----- Exercise data

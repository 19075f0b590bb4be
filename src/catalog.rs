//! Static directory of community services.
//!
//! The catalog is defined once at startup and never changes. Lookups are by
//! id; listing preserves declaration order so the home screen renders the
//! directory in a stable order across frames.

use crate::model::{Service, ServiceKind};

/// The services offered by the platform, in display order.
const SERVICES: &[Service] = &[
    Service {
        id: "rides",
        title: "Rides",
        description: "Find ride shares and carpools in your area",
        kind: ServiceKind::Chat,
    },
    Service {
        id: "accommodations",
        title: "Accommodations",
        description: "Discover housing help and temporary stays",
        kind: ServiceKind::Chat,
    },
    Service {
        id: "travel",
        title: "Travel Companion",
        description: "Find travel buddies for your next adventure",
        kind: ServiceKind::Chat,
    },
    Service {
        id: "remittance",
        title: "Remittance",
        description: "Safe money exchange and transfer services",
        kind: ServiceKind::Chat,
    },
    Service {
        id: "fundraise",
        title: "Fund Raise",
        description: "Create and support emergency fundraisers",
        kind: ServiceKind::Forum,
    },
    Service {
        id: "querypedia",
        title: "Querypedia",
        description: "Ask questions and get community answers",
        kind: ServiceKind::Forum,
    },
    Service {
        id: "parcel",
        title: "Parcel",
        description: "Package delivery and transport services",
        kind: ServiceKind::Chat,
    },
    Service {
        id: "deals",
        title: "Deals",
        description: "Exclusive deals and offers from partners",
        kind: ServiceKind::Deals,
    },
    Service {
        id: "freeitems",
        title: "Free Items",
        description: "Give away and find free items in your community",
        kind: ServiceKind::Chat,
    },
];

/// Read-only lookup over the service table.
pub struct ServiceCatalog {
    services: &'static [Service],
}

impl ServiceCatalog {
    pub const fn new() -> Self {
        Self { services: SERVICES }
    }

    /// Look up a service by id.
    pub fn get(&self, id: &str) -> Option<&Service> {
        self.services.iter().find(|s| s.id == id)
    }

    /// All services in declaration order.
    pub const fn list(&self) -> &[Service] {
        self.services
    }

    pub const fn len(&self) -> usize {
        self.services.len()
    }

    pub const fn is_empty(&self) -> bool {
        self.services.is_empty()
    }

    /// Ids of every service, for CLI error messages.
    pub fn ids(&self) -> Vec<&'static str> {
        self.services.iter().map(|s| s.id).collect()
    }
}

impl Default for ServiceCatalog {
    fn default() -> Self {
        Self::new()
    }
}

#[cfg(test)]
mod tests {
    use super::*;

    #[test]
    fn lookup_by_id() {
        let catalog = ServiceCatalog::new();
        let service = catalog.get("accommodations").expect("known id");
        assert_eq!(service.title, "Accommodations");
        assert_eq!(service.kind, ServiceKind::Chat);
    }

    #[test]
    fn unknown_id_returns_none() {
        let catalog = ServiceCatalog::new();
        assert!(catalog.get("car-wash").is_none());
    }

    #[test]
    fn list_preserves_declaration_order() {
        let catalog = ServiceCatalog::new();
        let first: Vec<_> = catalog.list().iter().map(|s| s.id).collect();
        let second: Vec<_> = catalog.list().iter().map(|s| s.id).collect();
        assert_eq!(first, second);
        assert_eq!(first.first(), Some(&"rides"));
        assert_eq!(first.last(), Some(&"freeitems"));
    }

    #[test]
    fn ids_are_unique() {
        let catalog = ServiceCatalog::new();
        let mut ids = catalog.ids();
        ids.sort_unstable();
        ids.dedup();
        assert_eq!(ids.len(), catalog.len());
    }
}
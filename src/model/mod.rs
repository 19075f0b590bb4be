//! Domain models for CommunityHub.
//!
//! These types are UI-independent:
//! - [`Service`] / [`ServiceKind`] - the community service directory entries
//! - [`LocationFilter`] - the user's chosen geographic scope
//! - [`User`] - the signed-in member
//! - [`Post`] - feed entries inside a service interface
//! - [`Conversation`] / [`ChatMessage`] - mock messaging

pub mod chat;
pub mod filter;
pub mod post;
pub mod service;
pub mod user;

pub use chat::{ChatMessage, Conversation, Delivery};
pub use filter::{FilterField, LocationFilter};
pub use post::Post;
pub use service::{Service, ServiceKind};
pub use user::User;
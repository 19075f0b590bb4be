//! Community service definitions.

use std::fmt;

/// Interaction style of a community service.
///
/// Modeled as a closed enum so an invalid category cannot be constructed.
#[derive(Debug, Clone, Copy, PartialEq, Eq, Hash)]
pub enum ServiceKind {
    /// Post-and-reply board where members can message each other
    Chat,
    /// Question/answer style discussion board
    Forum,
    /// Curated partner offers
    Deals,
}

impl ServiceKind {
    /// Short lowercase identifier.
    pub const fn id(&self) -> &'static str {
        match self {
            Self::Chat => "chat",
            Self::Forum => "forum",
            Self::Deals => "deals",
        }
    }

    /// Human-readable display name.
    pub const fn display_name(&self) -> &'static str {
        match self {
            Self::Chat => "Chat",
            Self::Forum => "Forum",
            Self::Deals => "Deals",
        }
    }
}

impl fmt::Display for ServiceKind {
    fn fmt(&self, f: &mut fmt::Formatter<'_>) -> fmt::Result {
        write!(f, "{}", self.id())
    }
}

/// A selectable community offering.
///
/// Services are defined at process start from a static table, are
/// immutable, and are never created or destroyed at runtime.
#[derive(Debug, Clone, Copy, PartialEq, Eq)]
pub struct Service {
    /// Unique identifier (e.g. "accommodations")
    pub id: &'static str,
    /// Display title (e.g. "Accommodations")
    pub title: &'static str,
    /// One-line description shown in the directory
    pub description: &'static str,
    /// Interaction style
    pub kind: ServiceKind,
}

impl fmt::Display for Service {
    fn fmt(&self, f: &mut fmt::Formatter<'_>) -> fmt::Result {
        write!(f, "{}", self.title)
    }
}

----------
----- Exercise data

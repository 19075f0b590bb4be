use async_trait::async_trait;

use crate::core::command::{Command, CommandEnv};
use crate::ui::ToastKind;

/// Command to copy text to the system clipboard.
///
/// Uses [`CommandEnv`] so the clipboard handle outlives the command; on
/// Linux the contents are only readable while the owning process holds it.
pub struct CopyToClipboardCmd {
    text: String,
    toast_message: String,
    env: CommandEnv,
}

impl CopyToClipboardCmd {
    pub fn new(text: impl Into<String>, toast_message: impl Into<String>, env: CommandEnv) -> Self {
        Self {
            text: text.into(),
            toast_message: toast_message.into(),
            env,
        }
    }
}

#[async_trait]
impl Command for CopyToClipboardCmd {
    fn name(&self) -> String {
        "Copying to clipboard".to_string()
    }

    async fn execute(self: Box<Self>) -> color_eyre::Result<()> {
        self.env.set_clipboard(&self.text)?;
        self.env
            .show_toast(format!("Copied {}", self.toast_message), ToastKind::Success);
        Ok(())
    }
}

----------
----- Exercise data

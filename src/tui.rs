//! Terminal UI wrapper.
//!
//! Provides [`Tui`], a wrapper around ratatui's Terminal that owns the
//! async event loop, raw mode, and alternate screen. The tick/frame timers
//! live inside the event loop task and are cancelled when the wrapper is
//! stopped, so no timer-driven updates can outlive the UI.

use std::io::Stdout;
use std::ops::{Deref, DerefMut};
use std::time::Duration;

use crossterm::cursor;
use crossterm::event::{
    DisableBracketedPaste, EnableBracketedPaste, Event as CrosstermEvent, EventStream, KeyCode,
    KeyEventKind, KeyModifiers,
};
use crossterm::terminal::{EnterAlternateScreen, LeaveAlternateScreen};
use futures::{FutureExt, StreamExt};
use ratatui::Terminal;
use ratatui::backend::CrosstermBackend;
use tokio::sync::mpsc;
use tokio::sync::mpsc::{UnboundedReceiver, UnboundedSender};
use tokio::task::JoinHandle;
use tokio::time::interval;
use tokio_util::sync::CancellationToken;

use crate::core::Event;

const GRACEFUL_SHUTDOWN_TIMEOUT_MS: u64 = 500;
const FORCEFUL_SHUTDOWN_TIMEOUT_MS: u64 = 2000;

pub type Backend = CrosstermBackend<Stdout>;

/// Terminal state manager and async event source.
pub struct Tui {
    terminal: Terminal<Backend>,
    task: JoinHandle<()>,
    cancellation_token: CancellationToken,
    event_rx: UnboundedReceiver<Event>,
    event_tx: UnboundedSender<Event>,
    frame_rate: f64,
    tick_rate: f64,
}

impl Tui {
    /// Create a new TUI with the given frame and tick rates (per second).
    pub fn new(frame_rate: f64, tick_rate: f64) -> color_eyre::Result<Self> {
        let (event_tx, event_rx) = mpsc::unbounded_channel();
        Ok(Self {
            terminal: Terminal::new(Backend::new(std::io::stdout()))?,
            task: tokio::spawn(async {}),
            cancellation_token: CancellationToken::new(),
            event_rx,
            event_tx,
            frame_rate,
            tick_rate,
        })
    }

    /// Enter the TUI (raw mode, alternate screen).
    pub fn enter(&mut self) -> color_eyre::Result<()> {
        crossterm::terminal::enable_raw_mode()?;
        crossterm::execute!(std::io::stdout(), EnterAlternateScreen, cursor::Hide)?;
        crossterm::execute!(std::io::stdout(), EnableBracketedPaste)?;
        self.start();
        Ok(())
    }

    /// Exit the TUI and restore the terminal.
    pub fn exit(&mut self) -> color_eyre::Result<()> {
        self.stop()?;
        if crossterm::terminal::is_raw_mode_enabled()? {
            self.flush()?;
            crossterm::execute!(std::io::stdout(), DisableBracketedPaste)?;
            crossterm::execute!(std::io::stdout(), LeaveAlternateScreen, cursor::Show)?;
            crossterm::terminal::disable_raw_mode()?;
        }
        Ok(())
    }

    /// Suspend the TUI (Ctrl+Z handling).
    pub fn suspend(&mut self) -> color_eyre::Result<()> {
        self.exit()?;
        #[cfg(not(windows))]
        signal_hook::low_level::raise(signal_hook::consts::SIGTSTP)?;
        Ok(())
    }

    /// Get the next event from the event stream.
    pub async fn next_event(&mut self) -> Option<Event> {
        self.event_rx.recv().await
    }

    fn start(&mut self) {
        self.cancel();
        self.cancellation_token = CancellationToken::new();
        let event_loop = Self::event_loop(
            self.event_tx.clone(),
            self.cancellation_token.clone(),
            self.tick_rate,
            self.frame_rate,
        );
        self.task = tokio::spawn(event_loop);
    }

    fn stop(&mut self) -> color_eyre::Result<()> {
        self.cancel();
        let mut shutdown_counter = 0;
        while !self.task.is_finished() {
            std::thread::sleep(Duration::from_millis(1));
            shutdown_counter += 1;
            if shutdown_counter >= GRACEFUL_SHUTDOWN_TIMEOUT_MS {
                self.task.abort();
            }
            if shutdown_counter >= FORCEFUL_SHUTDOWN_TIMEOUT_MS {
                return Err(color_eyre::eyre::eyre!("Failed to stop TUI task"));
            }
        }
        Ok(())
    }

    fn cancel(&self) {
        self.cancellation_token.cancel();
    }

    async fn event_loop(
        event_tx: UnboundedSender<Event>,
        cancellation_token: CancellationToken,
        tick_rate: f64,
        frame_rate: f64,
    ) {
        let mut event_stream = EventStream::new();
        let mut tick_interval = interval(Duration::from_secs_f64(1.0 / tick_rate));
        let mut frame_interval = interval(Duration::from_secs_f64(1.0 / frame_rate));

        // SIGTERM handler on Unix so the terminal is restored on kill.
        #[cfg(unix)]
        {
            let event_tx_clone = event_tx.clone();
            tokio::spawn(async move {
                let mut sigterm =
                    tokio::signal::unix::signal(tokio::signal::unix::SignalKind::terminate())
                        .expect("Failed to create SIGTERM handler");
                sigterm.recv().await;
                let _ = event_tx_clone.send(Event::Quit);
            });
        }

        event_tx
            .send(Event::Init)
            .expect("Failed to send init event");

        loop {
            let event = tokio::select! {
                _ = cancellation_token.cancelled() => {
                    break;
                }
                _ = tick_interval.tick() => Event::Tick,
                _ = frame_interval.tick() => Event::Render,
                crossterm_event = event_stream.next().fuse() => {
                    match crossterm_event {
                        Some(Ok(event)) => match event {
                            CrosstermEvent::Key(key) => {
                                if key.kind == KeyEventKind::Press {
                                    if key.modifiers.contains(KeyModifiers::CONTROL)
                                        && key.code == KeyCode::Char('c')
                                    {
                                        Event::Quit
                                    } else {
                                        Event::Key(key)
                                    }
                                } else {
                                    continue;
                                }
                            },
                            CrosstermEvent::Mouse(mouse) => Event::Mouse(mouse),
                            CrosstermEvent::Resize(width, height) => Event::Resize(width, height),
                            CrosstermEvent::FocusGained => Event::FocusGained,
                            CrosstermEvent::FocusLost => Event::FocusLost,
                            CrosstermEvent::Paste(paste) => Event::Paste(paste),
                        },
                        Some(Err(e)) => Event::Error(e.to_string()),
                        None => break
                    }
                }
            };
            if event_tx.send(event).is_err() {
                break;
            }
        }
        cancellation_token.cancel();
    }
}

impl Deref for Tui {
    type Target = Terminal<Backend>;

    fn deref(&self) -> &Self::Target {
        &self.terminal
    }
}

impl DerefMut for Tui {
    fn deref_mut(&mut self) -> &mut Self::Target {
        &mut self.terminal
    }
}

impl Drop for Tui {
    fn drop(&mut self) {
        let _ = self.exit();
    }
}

----------

**Exercise objective:** The answer is each line from the entries above in which the word "Target" occurs.

**Answer to the exercise:**
    type Target = Terminal<Backend>;
    fn deref(&self) -> &Self::Target {
    fn deref_mut(&mut self) -> &mut Self::Target {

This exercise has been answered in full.